Biography

My background is in Theoretical Computer Sciences. However, after completing my Ph.D. in abstract automata and formal languages, I shifted to the area of data analysis and classification which, for quite a while, was considered by computer scientists as part of Statistics and by statisticians as not belonging in the Sciences at all. Things have changed with the advent of modern computer systems that are capable of processing really massive data. Nowadays, my area of research has become part of the Computer Science under the title of data mining and knowledge discovery.

My earlier work, on revealing order and cluster structures in qualitative data, is reflected in my monographs: Group Choice (in Russian 1974, English translation 1979, Wiley Interscience), Graphs and Genes (with S.N. Rodin, in Russian 1977, English translation 1984, Springer), and Analysis of Qualitative Attributes and Structures (in Russian 1976, 1980).

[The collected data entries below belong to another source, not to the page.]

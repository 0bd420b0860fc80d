#![warn(clippy::all, rust_2018_idioms)]

use anyhow::{Context, Result};
use awsscan::app::audit_log::{CsvScanLog, ScanLog};
use awsscan::app::cloudtrail::{trail_table, CloudTrailChecker, SdkTrailApi};
use awsscan::app::config::parse_account_list;
use awsscan::app::scanner::completion_message;
use awsscan::app::{ScanConfig, ScanService, ScanSettings};
use clap::Parser;
use colored::Colorize;
use std::path::PathBuf;
use std::sync::Arc;
use std::time::Instant;
use tracing_subscriber::prelude::*;

/// Inventory billable AWS resources in one account or across an organization
#[derive(Debug, Parser)]
#[command(
    name = "awsscan",
    version = concat!(env!("CARGO_PKG_VERSION"), " (", env!("GIT_COMMIT"), ")")
)]
struct Cli {
    /// Role assumed at startup to obtain the initial credentials
    #[arg(long, alias = "AWS_ROLE_ARN", value_name = "ARN")]
    role_arn: Option<String>,

    /// Scan only this account instead of the whole organization
    #[arg(long, alias = "AWS_ACCOUNT_ID", value_name = "ID")]
    account_id: Option<String>,

    /// Scan only this region instead of every enabled region
    #[arg(long, alias = "AWS_REGION")]
    region: Option<String>,

    /// Role assumed in each scanned account [default: resource-discovery-role]
    #[arg(long, alias = "AWS_ROLE_NAME", value_name = "NAME")]
    role_name: Option<String>,

    /// Print CloudTrail trail, bucket and topic ARNs after the scan
    #[arg(long, alias = "AWS_TRAIL")]
    trail: bool,

    /// Comma separated account ids to skip
    #[arg(long, alias = "EXCLUDE", value_name = "IDS")]
    exclude: Option<String>,

    /// Audit log path [default: aws-resource-discovery.csv]
    #[arg(long, value_name = "CSV")]
    output: Option<PathBuf>,

    /// Seconds each resource counter may run [default: 300]
    #[arg(long, value_name = "SECS", value_parser = clap::value_parser!(u64).range(1..))]
    counter_timeout: Option<u64>,

    /// Settings file [default: <config dir>/awsscan/config.toml]
    #[arg(long, value_name = "TOML")]
    config: Option<PathBuf>,
}

impl Cli {
    fn scan_config(&self) -> ScanConfig {
        ScanConfig {
            role_arn: self.role_arn.clone(),
            account_id: self.account_id.clone(),
            region: self.region.clone(),
            role_name: self.role_name.clone(),
            trail: self.trail,
            exclude_accounts: self
                .exclude
                .as_deref()
                .map(parse_account_list)
                .unwrap_or_default(),
        }
    }

    /// Settings file values overridden by the flags that were given
    fn apply_overrides(&self, mut settings: ScanSettings) -> ScanSettings {
        if let Some(output) = &self.output {
            settings.output = output.clone();
        }
        if let Some(secs) = self.counter_timeout {
            settings.counter_timeout_secs = secs;
        }
        settings
    }
}

fn log_dir() -> Option<PathBuf> {
    directories::ProjectDirs::from("com", "", "awsscan")
        .map(|proj_dirs| proj_dirs.data_dir().join("logs"))
}

fn init_logging() -> Result<()> {
    // To enable: TOKIO_CONSOLE=1 RUSTFLAGS="--cfg tokio_unstable" cargo run
    let use_tokio_console = std::env::var("TOKIO_CONSOLE")
        .map(|v| v == "1" || v.to_lowercase() == "true")
        .unwrap_or(false);

    if use_tokio_console {
        console_subscriber::init();
        eprintln!("tokio-console profiling enabled - connect with: tokio-console");
        eprintln!("NOTE: File logging disabled when using tokio-console");
        return Ok(());
    }

    let Some(log_dir) = log_dir() else {
        return Ok(());
    };
    std::fs::create_dir_all(&log_dir)
        .with_context(|| format!("Failed to create log directory {}", log_dir.display()))?;
    let log_path = log_dir.join("awsscan.log");

    let file = std::fs::OpenOptions::new()
        .append(true)
        .create(true)
        .open(&log_path)
        .with_context(|| format!("Failed to open log file {}", log_path.display()))?;

    // Owner read/write only
    #[cfg(unix)]
    {
        use std::os::unix::fs::PermissionsExt;
        if let Ok(metadata) = file.metadata() {
            let mut perms = metadata.permissions();
            perms.set_mode(0o600);
            if let Err(e) = std::fs::set_permissions(&log_path, perms) {
                eprintln!("[SECURITY] Failed to set log file permissions: {}", e);
            }
        }
    }

    let filter = match std::env::var("RUST_LOG") {
        Ok(directives) if !directives.is_empty() => {
            tracing_subscriber::EnvFilter::builder().parse(directives)
        }
        _ => tracing_subscriber::EnvFilter::builder().parse(
            "awsscan=info,aws_config=warn,aws_sigv4=warn,aws_smithy_runtime=warn,aws_smithy_runtime_api=warn,hyper=warn,aws_smithy_http=warn,aws_endpoint=warn",
        ),
    }
    .context("Failed to parse log filter")?;

    let subscriber = tracing_subscriber::registry().with(filter).with(
        tracing_subscriber::fmt::layer()
            .with_writer(std::sync::Mutex::new(file))
            .with_ansi(false),
    );
    tracing::subscriber::set_global_default(subscriber)
        .context("Failed to set tracing subscriber")?;

    tracing::info!("Logging initialized to: {:?}", log_path);
    Ok(())
}

fn setup_panic_handler() {
    // Installed before logging so early crashes are captured too
    std::panic::set_hook(Box::new(|panic_info| {
        let crash_msg = format!(
            "awsscan crashed!\n\
             Panic occurred at: {}\n\
             Details: {}\n\
             Backtrace:\n{:?}\n",
            panic_info
                .location()
                .map(|l| format!("{}:{}:{}", l.file(), l.line(), l.column()))
                .unwrap_or_else(|| "unknown location".to_string()),
            panic_info
                .payload()
                .downcast_ref::<&str>()
                .copied()
                .or_else(|| panic_info.payload().downcast_ref::<String>().map(|s| s.as_str()))
                .unwrap_or("unknown panic"),
            std::backtrace::Backtrace::force_capture()
        );

        eprintln!("\n{}", crash_msg);

        if let Some(log_dir) = log_dir() {
            let _ = std::fs::create_dir_all(&log_dir);
            let crash_log_path = log_dir.join("crash.log");

            if let Ok(mut file) = std::fs::OpenOptions::new()
                .append(true)
                .create(true)
                .open(&crash_log_path)
            {
                use std::io::Write;
                let timestamp = chrono::Local::now().format("%Y-%m-%d %H:%M:%S");
                let _ = writeln!(file, "\n=== CRASH at {} ===\n{}", timestamp, crash_msg);
                eprintln!("Crash log written to: {:?}", crash_log_path);
            }
        }
    }));
}

async fn run(cli: Cli) -> Result<()> {
    let settings = cli.apply_overrides(ScanSettings::load(cli.config.as_deref())?);
    let config = cli.scan_config().with_settings(&settings);
    tracing::info!("Starting scan: {:?}", config);

    let log = Arc::new(CsvScanLog::create(&settings.output)?);
    let service = ScanService::from_sdk(log.clone(), &settings);

    let started = Instant::now();
    if config.is_single_account() {
        println!("{}", "Single account scan selected.".bold());
    } else {
        println!("{}", "Organization scan selected.".bold());
    }

    let result = service
        .scan(&config)
        .await
        .context("Failed to perform scan")?;

    println!("{}", completion_message(started.elapsed()).as_str().green());
    println!("Audit log written to {}", log.path().display());

    if config.trail {
        let trail_api = SdkTrailApi::new(&result.session.management_config());
        let account = config.account_id.as_deref().unwrap_or("caller");
        let trails = CloudTrailChecker::new(&trail_api)
            .check(account)
            .await
            .context("CloudTrail check failed")?;
        println!();
        println!("{}", trail_table(&trails));
    }

    log.close()?;
    Ok(())
}

fn main() -> Result<()> {
    setup_panic_handler();

    if let Err(e) = init_logging() {
        eprintln!("Logging disabled: {:#}", e);
    }

    let cli = Cli::parse();
    tracing::info!("awsscan starting, args: {:?}", cli);

    let runtime = tokio::runtime::Builder::new_multi_thread()
        .enable_all()
        .build()
        .context("Failed to create tokio runtime")?;

    let outcome = runtime.block_on(run(cli));
    if let Err(e) = &outcome {
        tracing::error!("Scan aborted: {:#}", e);
    }
    outcome
}

#[cfg(test)]
mod tests {
    use super::*;

    #[test]
    fn test_counter_timeout_must_be_positive() {
        assert!(Cli::try_parse_from(["awsscan", "--counter-timeout", "0"]).is_err());

        let cli = Cli::try_parse_from(["awsscan", "--counter-timeout", "30"]).unwrap();
        let settings = cli.apply_overrides(ScanSettings::default());
        assert_eq!(settings.counter_timeout_secs, 30);
    }

    #[test]
    fn test_legacy_flag_aliases() {
        let cli = Cli::try_parse_from([
            "awsscan",
            "--AWS_ACCOUNT_ID",
            "111111111111",
            "--EXCLUDE",
            "222222222222, 333333333333",
        ])
        .unwrap();
        let config = cli.scan_config();
        assert!(config.is_single_account());
        assert_eq!(config.exclude_accounts, vec!["222222222222", "333333333333"]);
    }
}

My later work focuses on the field of cluster analysis considered as data driven classification, which is partly described in the monograph, Mathematical Classification and Clustering, 1996, written while at DIMACS, Rutgers University, USA. I maintain that two problems - revealing clusters in data and describing clusters/groups - are the core of data driven classification. Traditionally, only the former is considered as clustering. To deal with these problems, I assume that it must be possible to use the cluster structure found in data to approximately reconstruct the original data; and the quality of the cluster structuring should be evaluated according to the quality of the reconstruction. This idea leads to a class of methods and algorithms that have proven successful in theory as well as in applications such as biomolecular analysis, industrial organizations, large-scale surveys, etc. I show how this view, referred to as the ``data recovery approach'', can be applied to two most popular methods, K-Means and Ward clustering, leading to a consistent theory in data analysis, that provides a wealth of mutually compatible methods and interpretation aids, in my book, Clustering: A Data Recovery Approach, Chapman & Hall/CRC 2005 (2d Edition 2012).

I have spent some time by travelling and working with colleagues in France (1991-1993), USA (1993-1998), and Germany (1996-1999); this gave me a unique opportunity to update my knowledge in modern developments and enhance my understanding of data driven classification problems. After retirement from Birkbeck (2010) where I remain Professor Emeritus, I returned to Moscow where I teach courses in Core data analysis (Faculty of Computer Science, National Research University Higher School of Economics Moscow Russia), as described in my textbook, Core Concepts in Data Analysis: Summarization, Correlation and Visualization, Springer 2011.